In writing my memoir I’ve realised that one of the things about my parents communism was that it came with an odd sort of anti-Britishness, they thought if you were in any way patriotic you were revelling in the achievements of the Empire as if supporting England (though not N Ireland Scotland or Wales) or Great Britain at football, cricket or athletics you were somehow saying slavery,  the Opium Wars and the Peterloo Massacre were a really good idea.  My reaction to this was that I went the other way and became sort of patriotic in an off-centre fashion, mostly for years I tried to buy British products.  Of the six cars I’ve owned, four were Britsh-an old Triumph, two Rovers and a Landrover.  

The oddest British product though was my “Rabbit” phone.  The Rabbit phone came just before the spread of the mobile phone and it used CT2 technology which now only exists in your home digital cordless.   The “Rabbit “was your home phone but also if you took it out in the street with you, and then stood within a 100 metres of a “Rabbit” sign, a sign that denoted you were near a “Rabbit “ base station, you could then make a phone call.  Of course if you tried to ring home nobody could answer,  because you were walking around the street with your phone.  They also said you could use it in a station so I’d take my “Rabbit” with me on trains and would sometimes be able to talk for 45 seconds or so in a very crackly way until the train left the station.

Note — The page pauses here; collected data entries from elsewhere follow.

//! Feed score reference data and feed risk persistence.

use rusqlite::{params, OptionalExtension, Row};

use super::{map_write_error, Database, DbError, DbResult};
use crate::models::{
    FarmerFeedRisk, FeedEntry, FeedRiskLevel, FeedRiskStatistics, FeedRiskSummary, FeedScore,
};
use crate::store::FeedStore;

/// How many farmers the statistics view ranks.
const HIGHEST_RISK_LIMIT: u32 = 10;

impl Database {
    // ========================================================================
    // Feed scores
    // ========================================================================

    /// Insert or replace the FNI of a feed item.
    pub fn upsert_feed_score(&self, score: &FeedScore) -> DbResult<()> {
        self.conn.execute(
            r#"
            INSERT INTO feed_scores (species, feed_item, fni) VALUES (?1, ?2, ?3)
            ON CONFLICT(species, feed_item) DO UPDATE SET fni = excluded.fni
            "#,
            params![
                score.species.to_lowercase(),
                score.feed_item.to_lowercase(),
                score.fni
            ],
        )?;
        Ok(())
    }

    pub fn get_feed_score(&self, species: &str, feed_item: &str) -> DbResult<Option<FeedScore>> {
        Ok(self
            .conn
            .query_row(
                "SELECT species, feed_item, fni FROM feed_scores WHERE species = ?1 AND feed_item = ?2",
                params![species.trim().to_lowercase(), feed_item.trim().to_lowercase()],
                score_from_row,
            )
            .optional()?)
    }

    pub fn list_feed_scores(&self, species: &str) -> DbResult<Vec<FeedScore>> {
        let mut stmt = self.conn.prepare(
            "SELECT species, feed_item, fni FROM feed_scores WHERE species = ? ORDER BY feed_item",
        )?;
        let scores = stmt
            .query_map([species.trim().to_lowercase()], score_from_row)?
            .collect::<Result<Vec<_>, _>>()?;
        Ok(scores)
    }

    // ========================================================================
    // Feed risk submissions
    // ========================================================================

    /// Write a summary and its entries; nothing is kept if any row fails.
    pub fn save_feed_assessment(
        &self,
        summary: &FeedRiskSummary,
        entries: &[FeedEntry],
    ) -> DbResult<()> {
        let tx = self.conn.unchecked_transaction()?;

        tx.execute(
            r#"
            INSERT INTO feed_risk_summaries (
                summary_id, farmer_id, species, daily_fni, health_risk,
                amu_risk, risk_level, created_at
            ) VALUES (?1, ?2, ?3, ?4, ?5, ?6, ?7, ?8)
            "#,
            params![
                summary.summary_id,
                summary.farmer_id,
                summary.species,
                summary.daily_fni,
                summary.health_risk,
                summary.amu_risk,
                summary.risk_level.as_str(),
                summary.created_at,
            ],
        )
        .map_err(|e| map_write_error(e, "feed risk summary"))?;

        {
            let mut stmt = tx.prepare(
                r#"
                INSERT INTO feed_entries (
                    entry_id, summary_id, farmer_id, species, feed_item,
                    inclusion_rate, fni_contribution, created_at
                ) VALUES (?1, ?2, ?3, ?4, ?5, ?6, ?7, ?8)
                "#,
            )?;
            for entry in entries {
                stmt.execute(params![
                    entry.entry_id,
                    entry.summary_id,
                    entry.farmer_id,
                    entry.species,
                    entry.feed_item,
                    entry.inclusion_rate,
                    entry.fni_contribution,
                    entry.created_at,
                ])
                .map_err(|e| map_write_error(e, "feed entry"))?;
            }
        }

        tx.commit()?;
        Ok(())
    }

    /// Most recent summaries for a farmer, newest first.
    pub fn latest_feed_summaries(
        &self,
        farmer_id: &str,
        limit: u32,
    ) -> DbResult<Vec<FeedRiskSummary>> {
        let mut stmt = self.conn.prepare(
            r#"
            SELECT summary_id, farmer_id, species, daily_fni, health_risk,
                   amu_risk, risk_level, created_at
            FROM feed_risk_summaries
            WHERE farmer_id = ?1
            ORDER BY created_at DESC, rowid DESC
            LIMIT ?2
            "#,
        )?;
        let rows = stmt.query_map(params![farmer_id, limit], summary_row)?;

        let mut summaries = Vec::new();
        for row in rows {
            summaries.push(row?.try_into()?);
        }
        Ok(summaries)
    }

    /// Feed entries of a farmer, newest first.
    pub fn feed_history(&self, farmer_id: &str, limit: u32) -> DbResult<Vec<FeedEntry>> {
        let mut stmt = self.conn.prepare(
            r#"
            SELECT entry_id, summary_id, farmer_id, species, feed_item,
                   inclusion_rate, fni_contribution, created_at
            FROM feed_entries
            WHERE farmer_id = ?1
            ORDER BY created_at DESC, rowid DESC
            LIMIT ?2
            "#,
        )?;
        let entries = stmt
            .query_map(params![farmer_id, limit], |row| {
                Ok(FeedEntry {
                    entry_id: row.get(0)?,
                    summary_id: row.get(1)?,
                    farmer_id: row.get(2)?,
                    species: row.get(3)?,
                    feed_item: row.get(4)?,
                    inclusion_rate: row.get(5)?,
                    fni_contribution: row.get(6)?,
                    created_at: row.get(7)?,
                })
            })?
            .collect::<Result<Vec<_>, _>>()?;
        Ok(entries)
    }

    /// Counts per level, means, and farmers ranked by their latest AMU risk.
    pub fn feed_risk_statistics(&self) -> DbResult<FeedRiskStatistics> {
        let (total, mean_fni, mean_amu): (u32, Option<f64>, Option<f64>) = self.conn.query_row(
            "SELECT COUNT(*), AVG(daily_fni), AVG(amu_risk) FROM feed_risk_summaries",
            [],
            |row| Ok((row.get(0)?, row.get(1)?, row.get(2)?)),
        )?;

        let mut level_counts = Vec::with_capacity(FeedRiskLevel::ALL.len());
        for level in FeedRiskLevel::ALL {
            let count: u32 = self.conn.query_row(
                "SELECT COUNT(*) FROM feed_risk_summaries WHERE risk_level = ?",
                [level.as_str()],
                |row| row.get(0),
            )?;
            level_counts.push((level, count));
        }

        let mut stmt = self.conn.prepare(
            r#"
            SELECT s.farmer_id, s.species, s.amu_risk, s.risk_level
            FROM feed_risk_summaries s
            WHERE s.rowid = (
                SELECT l.rowid FROM feed_risk_summaries l
                WHERE l.farmer_id = s.farmer_id
                ORDER BY l.created_at DESC, l.rowid DESC
                LIMIT 1
            )
            ORDER BY s.amu_risk DESC, s.farmer_id
            LIMIT ?
            "#,
        )?;
        let rows = stmt.query_map([HIGHEST_RISK_LIMIT], |row| {
            Ok((
                row.get::<_, String>(0)?,
                row.get::<_, String>(1)?,
                row.get::<_, f64>(2)?,
                row.get::<_, String>(3)?,
            ))
        })?;

        let mut highest_risk_farmers = Vec::new();
        for row in rows {
            let (farmer_id, species, amu_risk, level) = row?;
            highest_risk_farmers.push(FarmerFeedRisk {
                farmer_id,
                species,
                amu_risk,
                risk_level: parse_level(&level)?,
            });
        }

        Ok(FeedRiskStatistics {
            total_assessments: total,
            level_counts,
            mean_daily_fni: mean_fni,
            mean_amu_risk: mean_amu,
            highest_risk_farmers,
        })
    }
}

impl FeedStore for Database {
    fn get_feed_score(&self, species: &str, feed_item: &str) -> DbResult<Option<FeedScore>> {
        Database::get_feed_score(self, species, feed_item)
    }

    fn save_feed_assessment(
        &self,
        summary: &FeedRiskSummary,
        entries: &[FeedEntry],
    ) -> DbResult<()> {
        Database::save_feed_assessment(self, summary, entries)
    }
}

fn score_from_row(row: &Row<'_>) -> rusqlite::Result<FeedScore> {
    Ok(FeedScore {
        species: row.get(0)?,
        feed_item: row.get(1)?,
        fni: row.get(2)?,
    })
}

/// Intermediate row struct for database mapping.
struct SummaryRow {
    summary_id: String,
    farmer_id: String,
    species: String,
    daily_fni: f64,
    health_risk: f64,
    amu_risk: f64,
    risk_level: String,
    created_at: String,
}

fn summary_row(row: &Row<'_>) -> rusqlite::Result<SummaryRow> {
    Ok(SummaryRow {
        summary_id: row.get(0)?,
        farmer_id: row.get(1)?,
        species: row.get(2)?,
        daily_fni: row.get(3)?,
        health_risk: row.get(4)?,
        amu_risk: row.get(5)?,
        risk_level: row.get(6)?,
        created_at: row.get(7)?,
    })
}

impl TryFrom<SummaryRow> for FeedRiskSummary {
    type Error = DbError;

    fn try_from(row: SummaryRow) -> Result<Self, Self::Error> {
        Ok(FeedRiskSummary {
            summary_id: row.summary_id,
            farmer_id: row.farmer_id,
            species: row.species,
            daily_fni: row.daily_fni,
            health_risk: row.health_risk,
            amu_risk: row.amu_risk,
            risk_level: parse_level(&row.risk_level)?,
            created_at: row.created_at,
        })
    }
}

fn parse_level(s: &str) -> DbResult<FeedRiskLevel> {
    FeedRiskLevel::parse(s)
        .ok_or_else(|| DbError::InvalidData(format!("Unknown feed risk level: {}", s)))
}

#[cfg(test)]
mod tests {
    use super::*;

    fn summary(farmer: &str, amu_risk: f64, created_at: &str) -> FeedRiskSummary {
        FeedRiskSummary {
            summary_id: uuid::Uuid::new_v4().to_string(),
            farmer_id: farmer.into(),
            species: "cattle".into(),
            daily_fni: 1.0 - amu_risk / 0.45,
            health_risk: amu_risk / 0.45,
            amu_risk,
            risk_level: FeedRiskLevel::from_amu_risk(amu_risk),
            created_at: created_at.into(),
        }
    }

    fn entry(summary: &FeedRiskSummary, item: &str) -> FeedEntry {
        FeedEntry {
            entry_id: uuid::Uuid::new_v4().to_string(),
            summary_id: summary.summary_id.clone(),
            farmer_id: summary.farmer_id.clone(),
            species: summary.species.clone(),
            feed_item: item.into(),
            inclusion_rate: 0.5,
            fni_contribution: 0.4,
            created_at: summary.created_at.clone(),
        }
    }

    #[test]
    fn test_feed_score_upsert_and_lookup() {
        let db = Database::open_in_memory().unwrap();
        db.upsert_feed_score(&FeedScore {
            species: "Cattle".into(),
            feed_item: "Maize Silage".into(),
            fni: 0.7,
        })
        .unwrap();
        db.upsert_feed_score(&FeedScore {
            species: "cattle".into(),
            feed_item: "maize silage".into(),
            fni: 0.75,
        })
        .unwrap();

        let score = db.get_feed_score("CATTLE", " Maize Silage ").unwrap().unwrap();
        assert_eq!(score.fni, 0.75);
        assert_eq!(db.list_feed_scores("cattle").unwrap().len(), 1);
        assert!(db.get_feed_score("poultry", "maize silage").unwrap().is_none());
    }

    #[test]
    fn test_failed_entry_rolls_back_summary() {
        let db = Database::open_in_memory().unwrap();
        let s = summary("farmer-1", 0.3, "2024-01-01T00:00:00Z");
        let mut bad = entry(&s, "hay");
        bad.inclusion_rate = -1.0; // violates CHECK
        let result = db.save_feed_assessment(&s, &[entry(&s, "silage"), bad]);
        assert!(result.is_err());

        let summaries: i64 = db
            .conn()
            .query_row("SELECT COUNT(*) FROM feed_risk_summaries", [], |row| row.get(0))
            .unwrap();
        let entries: i64 = db
            .conn()
            .query_row("SELECT COUNT(*) FROM feed_entries", [], |row| row.get(0))
            .unwrap();
        assert_eq!((summaries, entries), (0, 0));
    }

    #[test]
    fn test_history_and_statistics() {
        let db = Database::open_in_memory().unwrap();
        let old = summary("farmer-1", 0.1, "2024-01-01T00:00:00Z");
        let new = summary("farmer-1", 0.5, "2024-02-01T00:00:00Z");
        let other = summary("farmer-2", 0.3, "2024-01-15T00:00:00Z");
        for s in [&old, &new, &other] {
            db.save_feed_assessment(s, &[entry(s, "silage")]).unwrap();
        }

        let latest = db.latest_feed_summaries("farmer-1", 1).unwrap();
        assert_eq!(latest[0].summary_id, new.summary_id);
        assert_eq!(db.feed_history("farmer-1", 10).unwrap().len(), 2);

        let stats = db.feed_risk_statistics().unwrap();
        assert_eq!(stats.total_assessments, 3);
        assert_eq!(stats.level_counts[0], (FeedRiskLevel::Low, 1));
        assert_eq!(stats.level_counts[1], (FeedRiskLevel::Moderate, 1));
        assert_eq!(stats.level_counts[2], (FeedRiskLevel::High, 1));
        assert!((stats.mean_amu_risk.unwrap() - 0.3).abs() < 1e-9);
        assert_eq!(stats.highest_risk_farmers.len(), 2);
        assert_eq!(stats.highest_risk_farmers[0].farmer_id, "farmer-1");
        assert_eq!(stats.highest_risk_farmers[0].amu_risk, 0.5);
    }
}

Occasionally you can still see the “Rabbit” sign on newsagents doors but the whole network collapsed and they gave me a mobile instead.

 

BLOG 15 a

One more thing.  Russell it’s very good that you now know what a Bren gun is and perhaps vital to our collective project.  I seem to remember a Bren gun plays a central role in Graham Greene’s great novel “The Comedians”.

A week or so ago an actress friend of mine rang me up and left a message saying she had to read an extract from Brokeback Mountain at a benefit, there was a rifle calibre mentioned in the short story and she wanted to talk to me about its pronunciation. I can’t tell you how exciting I found this! I called her back and forced her to listen to me for hours going on about ammunition. 

The calibre in the novel is written as “30-06”  but before I told her how to say it I went on about how it was the standard calibre of the US military and how it was similar to the British .303 (as used in the Bren gun) and how  later it was the standard NATO calibre when it was referred to as 7.62 mm and then sated I finally told her the correct pronuciation was “thirty aught six” and she had to act grateful.

It got me wondering though whether there isn’t some possibility of a premium  phone line where men can call women with sexy voices and talk to them about calibres, ammunition, rates of fire and trajectories.

Oh one more one more thing, I’m thinking of introducing a new line in my imaginary sandwich bar.  The whole organic porridge thing has been going for a couple of years now so I was thinking you could do the same thing for gruel. Organic gruel as featured in Oliver Twist.  I just have to find out what gruel is.

 

15a.1

A good mention in Sunday's Independent.